◆ **WHAT YOU SHOULD DO**:
From the first line to the last, print the records exactly.

%%

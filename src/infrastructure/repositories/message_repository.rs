//! Message Repository Implementation
//!
//! PostgreSQL implementation of the MessageRepository trait. Attachments live
//! in a JSONB column and deserialize straight into the domain type.

use async_trait::async_trait;
use chrono::{DateTime, Utc};
use sqlx::types::Json;
use sqlx::PgPool;
use uuid::Uuid;

use crate::domain::{
    Attachment, HistoryScope, Message, MessageKind, MessageRepository, MessageWithSender,
};
use crate::shared::error::AppError;

#[derive(Debug, sqlx::FromRow)]
struct MessageRow {
    id: Uuid,
    kind: String,
    sender_id: i64,
    target_id: Option<i64>,
    channel_id: Option<i64>,
    content: String,
    attachments: Json<Vec<Attachment>>,
    created_at: DateTime<Utc>,
    sender_username: String,
    sender_avatar_url: Option<String>,
}

impl MessageRow {
    fn into_message_with_sender(self) -> MessageWithSender {
        MessageWithSender {
            message: Message {
                id: self.id,
                kind: MessageKind::from_str(&self.kind).unwrap_or_default(),
                sender_id: self.sender_id,
                target_id: self.target_id,
                channel_id: self.channel_id,
                content: self.content,
                attachments: self.attachments.0,
                created_at: self.created_at,
            },
            sender_username: self.sender_username,
            sender_avatar_url: self.sender_avatar_url,
        }
    }
}

/// PostgreSQL message repository implementation.
#[derive(Clone)]
pub struct PgMessageRepository {
    pool: PgPool,
}

impl PgMessageRepository {
    pub fn new(pool: PgPool) -> Self {
        Self { pool }
    }
}

const HISTORY_SELECT: &str = r#"
    SELECT m.id, m.kind, m.sender_id, m.target_id, m.channel_id,
           m.content, m.attachments, m.created_at,
           u.username AS sender_username, u.avatar_url AS sender_avatar_url
    FROM messages m
    JOIN users u ON u.id = m.sender_id
"#;

#[async_trait]
impl MessageRepository for PgMessageRepository {
    async fn create(&self, message: &Message) -> Result<(), AppError> {
        sqlx::query(
            r#"
            INSERT INTO messages (id, kind, sender_id, target_id, channel_id,
                                  content, attachments, created_at)
            VALUES ($1, $2, $3, $4, $5, $6, $7, $8)
            "#,
        )
        .bind(message.id)
        .bind(message.kind.as_str())
        .bind(message.sender_id)
        .bind(message.target_id)
        .bind(message.channel_id)
        .bind(&message.content)
        .bind(Json(&message.attachments))
        .bind(message.created_at)
        .execute(&self.pool)
        .await?;

        Ok(())
    }

    async fn history(
        &self,
        scope: HistoryScope,
        limit: i64,
    ) -> Result<Vec<MessageWithSender>, AppError> {
        let rows = match scope {
            HistoryScope::Direct { user_id, other_id } => {
                sqlx::query_as::<_, MessageRow>(&format!(
                    r#"{HISTORY_SELECT}
                    WHERE m.kind = 'direct'
                      AND ((m.sender_id = $1 AND m.target_id = $2)
                        OR (m.sender_id = $2 AND m.target_id = $1))
                    ORDER BY m.created_at DESC
                    LIMIT $3
                    "#
                ))
                .bind(user_id)
                .bind(other_id)
                .bind(limit)
                .fetch_all(&self.pool)
                .await?
            }
            HistoryScope::Group { group_id } => {
                sqlx::query_as::<_, MessageRow>(&format!(
                    r#"{HISTORY_SELECT}
                    WHERE m.kind = 'group' AND m.target_id = $1
                    ORDER BY m.created_at DESC
                    LIMIT $2
                    "#
                ))
                .bind(group_id)
                .bind(limit)
                .fetch_all(&self.pool)
                .await?
            }
            HistoryScope::Channel { channel_id } => {
                sqlx::query_as::<_, MessageRow>(&format!(
                    r#"{HISTORY_SELECT}
                    WHERE m.kind = 'channel' AND m.channel_id = $1
                    ORDER BY m.created_at DESC
                    LIMIT $2
                    "#
                ))
                .bind(channel_id)
                .bind(limit)
                .fetch_all(&self.pool)
                .await?
            }
        };

        // Newest N, presented oldest-first.
        let mut messages: Vec<MessageWithSender> = rows
            .into_iter()
            .map(|r| r.into_message_with_sender())
            .collect();
        messages.reverse();
        Ok(messages)
    }
}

%%

◆ **EXERCISE OUTPUT**:
filename src/infrastructure/repositories/message_repository.rs
//! Message Repository Implementation
//!
//! PostgreSQL implementation of the MessageRepository trait. Attachments live
//! in a JSONB column and deserialize straight into the domain type.

use async_trait::async_trait;
use chrono::{DateTime, Utc};
use sqlx::types::Json;
use sqlx::PgPool;
use uuid::Uuid;

use crate::domain::{
    Attachment, HistoryScope, Message, MessageKind, MessageRepository, MessageWithSender,
};
use crate::shared::error::AppError;

#[derive(Debug, sqlx::FromRow)]
struct MessageRow {
    id: Uuid,
    kind: String,
    sender_id: i64,
    target_id: Option<i64>,
    channel_id: Option<i64>,
    content: String,
    attachments: Json<Vec<Attachment>>,
    created_at: DateTime<Utc>,
    sender_username: String,
    sender_avatar_url: Option<String>,
}

impl MessageRow {
    fn into_message_with_sender(self) -> MessageWithSender {
        MessageWithSender {
            message: Message {
                id: self.id,
                kind: MessageKind::from_str(&self.kind).unwrap_or_default(),
                sender_id: self.sender_id,
                target_id: self.target_id,
                channel_id: self.channel_id,
                content: self.content,
                attachments: self.attachments.0,
                created_at: self.created_at,
            },
            sender_username: self.sender_username,
            sender_avatar_url: self.sender_avatar_url,
        }
    }
}

/// PostgreSQL message repository implementation.
#[derive(Clone)]
pub struct PgMessageRepository {
    pool: PgPool,
}

impl PgMessageRepository {
    pub fn new(pool: PgPool) -> Self {
        Self { pool }
    }
}

const HISTORY_SELECT: &str = r#"
    SELECT m.id, m.kind, m.sender_id, m.target_id, m.channel_id,
           m.content, m.attachments, m.created_at,
           u.username AS sender_username, u.avatar_url AS sender_avatar_url
    FROM messages m
    JOIN users u ON u.id = m.sender_id
"#;

#[async_trait]
impl MessageRepository for PgMessageRepository {
    async fn create(&self, message: &Message) -> Result<(), AppError> {
        sqlx::query(
            r#"
            INSERT INTO messages (id, kind, sender_id, target_id, channel_id,
                                  content, attachments, created_at)
            VALUES ($1, $2, $3, $4, $5, $6, $7, $8)
            "#,
        )
        .bind(message.id)
        .bind(message.kind.as_str())
        .bind(message.sender_id)
        .bind(message.target_id)
        .bind(message.channel_id)
        .bind(&message.content)
        .bind(Json(&message.attachments))
        .bind(message.created_at)
        .execute(&self.pool)
        .await?;

        Ok(())
    }

    async fn history(
        &self,
        scope: HistoryScope,
        limit: i64,
    ) -> Result<Vec<MessageWithSender>, AppError> {
        let rows = match scope {
            HistoryScope::Direct { user_id, other_id } => {
                sqlx::query_as::<_, MessageRow>(&format!(
                    r#"{HISTORY_SELECT}
                    WHERE m.kind = 'direct'
                      AND ((m.sender_id = $1 AND m.target_id = $2)
                        OR (m.sender_id = $2 AND m.target_id = $1))
                    ORDER BY m.created_at DESC
                    LIMIT $3
                    "#
                ))
                .bind(user_id)
                .bind(other_id)
                .bind(limit)
                .fetch_all(&self.pool)
                .await?
            }
            HistoryScope::Group { group_id } => {
                sqlx::query_as::<_, MessageRow>(&format!(
                    r#"{HISTORY_SELECT}
                    WHERE m.kind = 'group' AND m.target_id = $1
                    ORDER BY m.created_at DESC
                    LIMIT $2
                    "#
                ))
                .bind(group_id)
                .bind(limit)
                .fetch_all(&self.pool)
                .await?
            }
            HistoryScope::Channel { channel_id } => {
                sqlx::query_as::<_, MessageRow>(&format!(
                    r#"{HISTORY_SELECT}
                    WHERE m.kind = 'channel' AND m.channel_id = $1
                    ORDER BY m.created_at DESC
                    LIMIT $2
                    "#
                ))
                .bind(channel_id)
                .bind(limit)
                .fetch_all(&self.pool)
                .await?
            }
        };

        // Newest N, presented oldest-first.
        let mut messages: Vec<MessageWithSender> = rows
            .into_iter()
            .map(|r| r.into_message_with_sender())
            .collect();
        messages.reverse();
        Ok(messages)
    }
}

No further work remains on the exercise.